How to Perform the Yates Row, or Reverse Grip Bent Over Row
The Yates row was popularized by & named after 6x Olympia winner Dorian Yates. It is an excellent compound barbell lifts for building sweeping lower lats and thick, beefy traps. This movement is a horizontal pulling exercise commonly placed on back days (if following a traditional bodybuilding split) or pull days (if following a push/pull/legs split).
This free-weight barbell exercise works the entire back, and more. Simply put, the Yates row is similar to the barbell row except you'll grasp the bar with a supinated (underhand grip), will have a slightly more upright torso (~30o angle with the floor), and you will pull the bar to your lower abs.
Yates was known to use this row variation to emphasize lower lat, trapezius, and upper back involvement.

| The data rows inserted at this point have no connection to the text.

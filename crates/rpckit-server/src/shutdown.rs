//! Graceful shutdown signaling.
//!
//! A [`ShutdownSignal`] is cloned into every task that has to stop serving:
//! the transport's accept loop, and whatever supervises it. Triggering is
//! idempotent and observable from every clone.

use std::sync::atomic::{AtomicBool, Ordering};
use std::sync::Arc;

use tokio::sync::broadcast;

/// A shared, idempotent shutdown trigger.
///
/// # Example
///
/// ```
/// use rpckit_server::ShutdownSignal;
///
/// let shutdown = ShutdownSignal::new();
/// let observer = shutdown.clone();
///
/// shutdown.trigger();
/// assert!(observer.is_triggered());
/// ```
#[derive(Debug, Clone)]
pub struct ShutdownSignal {
    triggered: Arc<AtomicBool>,
    sender: broadcast::Sender<()>,
}

impl ShutdownSignal {
    /// Creates an untriggered signal.
    #[must_use]
    pub fn new() -> Self {
        let (sender, _) = broadcast::channel(1);
        Self {
            triggered: Arc::new(AtomicBool::new(false)),
            sender,
        }
    }

    /// Creates a signal wired to the process signals (SIGTERM and SIGINT on
    /// Unix, ctrl-c elsewhere).
    ///
    /// # Panics
    ///
    /// Panics if the signal handlers cannot be registered.
    #[must_use]
    pub fn with_os_signals() -> Self {
        let signal = Self::new();
        let trigger = signal.clone();
        tokio::spawn(async move {
            wait_for_os_signal().await;
            trigger.trigger();
        });
        signal
    }

    /// Triggers shutdown. Safe to call more than once.
    pub fn trigger(&self) {
        if self
            .triggered
            .compare_exchange(false, true, Ordering::SeqCst, Ordering::SeqCst)
            .is_ok()
        {
            // no receivers is fine
            let _ = self.sender.send(());
        }
    }

    /// Whether shutdown has been triggered.
    #[must_use]
    pub fn is_triggered(&self) -> bool {
        self.triggered.load(Ordering::SeqCst)
    }

    /// Waits until shutdown is triggered. Completes immediately when it
    /// already was.
    pub async fn recv(&self) {
        // subscribe before checking the flag, so a trigger between the check
        // and the await is still delivered
        let mut receiver = self.sender.subscribe();
        if self.is_triggered() {
            return;
        }
        let _ = receiver.recv().await;
    }
}

impl Default for ShutdownSignal {
    fn default() -> Self {
        Self::new()
    }
}

async fn wait_for_os_signal() {
    #[cfg(unix)]
    {
        use tokio::signal::unix::{signal, SignalKind};

        let mut sigterm =
            signal(SignalKind::terminate()).expect("failed to register SIGTERM handler");
        let mut sigint =
            signal(SignalKind::interrupt()).expect("failed to register SIGINT handler");

        tokio::select! {
            _ = sigterm.recv() => tracing::info!("received SIGTERM, shutting down"),
            _ = sigint.recv() => tracing::info!("received SIGINT, shutting down"),
        }
    }

    #[cfg(not(unix))]
    {
        tokio::signal::ctrl_c()
            .await
            .expect("failed to wait for ctrl-c");
        tracing::info!("received ctrl-c, shutting down");
    }
}
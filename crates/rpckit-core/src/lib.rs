//! # rpckit Core
//!
//! Core types for the rpckit RPC framework:
//!
//! - [`ContextStack`] - per-task/thread LIFO stacks of context objects
//! - [`AppContext`] / [`RequestContext`] - the two context state machines
//! - [`current_app`] / [`current_request`] / [`scratch`] - ambient accessors
//! - [`Request`] / [`Response`] - call wrappers
//! - [`RpcError`] / [`StatusCode`] / [`ErrorKind`] - the error taxonomy
//! - [`App`] - the application object and its registration API
//! - [`Service`] / [`Router`] - method routing

#![doc(html_root_url = "https://docs.rs/rpckit-core/0.1.0")]
#![warn(missing_docs)]
#![forbid(unsafe_code)]

mod app;
mod ctx;
mod error;
mod globals;
mod local;
mod service;
mod wrapper;

pub use app::{AfterHook, AfterHookFn, App, BeforeHook, ErrorHandlerFn, TeardownHook};
pub use ctx::{AppContext, RequestContext, RequestId};
pub use error::{ContextError, ErrorKind, RpcError, RpcResult, StatusCode};
pub use globals::{current_app, current_app_context, current_request, scratch, Scratch};
pub use local::{ContextKey, ContextStack};
pub use service::{BoxFuture, CallHandler, FnHandler, Router, Service, SetupError};
pub use wrapper::{Metadata, Request, Response, StatusSink};
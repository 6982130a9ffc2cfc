//! Single-use reply capability.
//!
//! A [`ReplySender`] is consumed by [`ReplySender::send`], so a request can be
//! answered at most once. Dropping it unsent still answers the request with an
//! internal error.

use std::fmt;

use actordir_core::{Error, Status};
use tokio::sync::oneshot;
use tracing::error;

/// A reply payload with the status it was sent with.
#[derive(Debug, Clone, PartialEq, Eq)]
pub struct Reply<R> {
    pub payload: R,
    pub status: Status,
}

impl<R> Reply<R> {
    /// The payload if the status is OK.
    ///
    /// # Errors
    ///
    /// Returns the non-OK status.
    pub fn into_result(self) -> Result<R, Status> {
        self.status.into_result().map(|()| self.payload)
    }
}

type SendFn<R> = Box<dyn FnOnce(R, Status) + Send + 'static>;

/// Sends exactly one reply for one request.
#[must_use = "every request must be answered"]
pub struct ReplySender<R: Default + Send + 'static> {
    send: Option<SendFn<R>>,
}

impl<R: Default + Send + 'static> ReplySender<R> {
    /// Wrap a transport-specific send function.
    pub fn from_fn(send: impl FnOnce(R, Status) + Send + 'static) -> Self {
        Self {
            send: Some(Box::new(send)),
        }
    }

    /// Send the reply, consuming the capability.
    pub fn send(mut self, payload: R, status: Status) {
        if let Some(send) = self.send.take() {
            send(payload, status);
        }
    }
}

impl<R: Default + Send + 'static> Drop for ReplySender<R> {
    fn drop(&mut self) {
        if let Some(send) = self.send.take() {
            error!(
                reply = std::any::type_name::<R>(),
                "Reply dropped without being sent"
            );
            send(
                R::default(),
                Status::internal("reply dropped without being sent"),
            );
        }
    }
}

impl<R: Default + Send + 'static> fmt::Debug for ReplySender<R> {
    fn fmt(&self, f: &mut fmt::Formatter<'_>) -> fmt::Result {
        f.debug_struct("ReplySender")
            .field("reply", &std::any::type_name::<R>())
            .field("sent", &self.send.is_none())
            .finish()
    }
}

/// Receiving half of [`reply_channel`].
#[derive(Debug)]
pub struct ReplyReceiver<R> {
    rx: oneshot::Receiver<Reply<R>>,
}

impl<R> ReplyReceiver<R> {
    /// Wait for the reply.
    ///
    /// # Errors
    ///
    /// Returns [`Error::ReplyChannelClosed`] if the sender vanished without
    /// delivering, which only happens when the sending task panicked.
    pub async fn recv(self) -> Result<Reply<R>, Error> {
        self.rx.await.map_err(|_| Error::ReplyChannelClosed)
    }
}

/// An in-process reply channel.
pub fn reply_channel<R: Default + Send + 'static>() -> (ReplySender<R>, ReplyReceiver<R>) {
    let (tx, rx) = oneshot::channel();
    let sender = ReplySender::from_fn(move |payload, status| {
        // The receiver may have given up waiting; nothing is owed to it then.
        let _ = tx.send(Reply { payload, status });
    });
    (sender, ReplyReceiver { rx })
}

MTS Nutrition CEO Marc Lobliner explains how to perform the Yates row, or reverse grip barbell row.
How to Perform the Yates Row
If this is your first time performing the exercise, pick a conservative weight you can safely lift for 8-12 repetitions. It is acceptable to start with only the barbell itself. In short, the barbell tracks like a reverse flat bench press.
Approach the bar with a hip-width stance. This stance is slightly narrower than the one used for traditional barbell rows; for some it's their conventional deadlift stance. Your toes should be pointing forward or slightly outwards.
Grasp the bar with a supinated grip (palms facing towards you) slightly wider than hip-width. This will be narrower than the one used for traditional barbell rows. If your grip is too wide you'll significantly decrease your range-of-motion. If your grip is too narrow then your elbows may hit your legs during the pulling portion.
To begin the set pick up the barbell in a deadlift-like motion; you should be standing upright and bar should be about mid-thigh. While keeping your feet planted rigid, hinge your torso forward to roughly a 30 degree angle while maintaining a slight knee bend .
Your torso will be more upright for Yates rows compared to traditional barbell rows.
Too much forward lean can place excessive torque on your lower back. Similar to barbell rows the bar will not touch the ground after every rep; this keeps tension on the lats and forces as isometric contraction of the back to stabilize the torso.
Before beginning the Yates row, or any row for that matter, ensure your neck remains in-line with the rest of your body for the duration of each set. The best cue to maintain a neutral neck position and spine is to look at and pretend there's an imaginary object 10 feet in front of you on the floor. Looking down may lead to a rounded lower back and looking up may lead to a strained neck.
Your lower back and spine tend to follow your eyes.
Initiate the pull by flexing the lats and pulling your elbows back. Use your arms as levers for transferring power from your lats to the bar. As you begin pulling your shoulder blades should start retracting the bar will move closer to your body.
Pull the weight towards your lower abdominal, which for most is at or slightly below the belly button. The bar does not have to touch your body for a rep to count; instead focus on ensuring the proper muscles are firing. There should be no excessive body English (swaying, jerks, swinging, etc...) to complete the rep.
Mentally, imagine as if you are pulling the bar around your spine to fully activate your lats.
Once you get a nice contraction, slowly lower the bar back to the starting position maintaining your core tightness.
As with any exercise, the two most important components are high-quality form and progression. Progression can take a variety of forms (e.g. more weight, sets, or reps, decreased rest period, improved rep quality, etc...) but strive to improve every time you walk in to the gym.
Yates Row Form Tips
Strap Up - If your grip gives out before your back and biceps then don't be afraid to use straps. Yates rows are a back and trap-building rather than a grip-building exercise.
Go Thumbless - Some people find they are able to improve lat and overall back engagement, decrease arm involvement, and pull more weight using a thumbless grip. Wrap your thumb under the bar, alongside the rest of your fingers.
Avoid Momentum - Control the bar path during each repetition. Do not allow momentum to make the movement easier unless you are performing an advanced technique like forced reps. Avoid rocking back during the pulling portion of the exercise otherwise the emphasis will move off the lats and on to the lower back.
Keep the Lower Back Neutral - Brace your abdominals for impact, as if you're about to get punched. This tensing of the midsection will ensure your lower back stays neutral and doesn't end up excessively arched or rounded.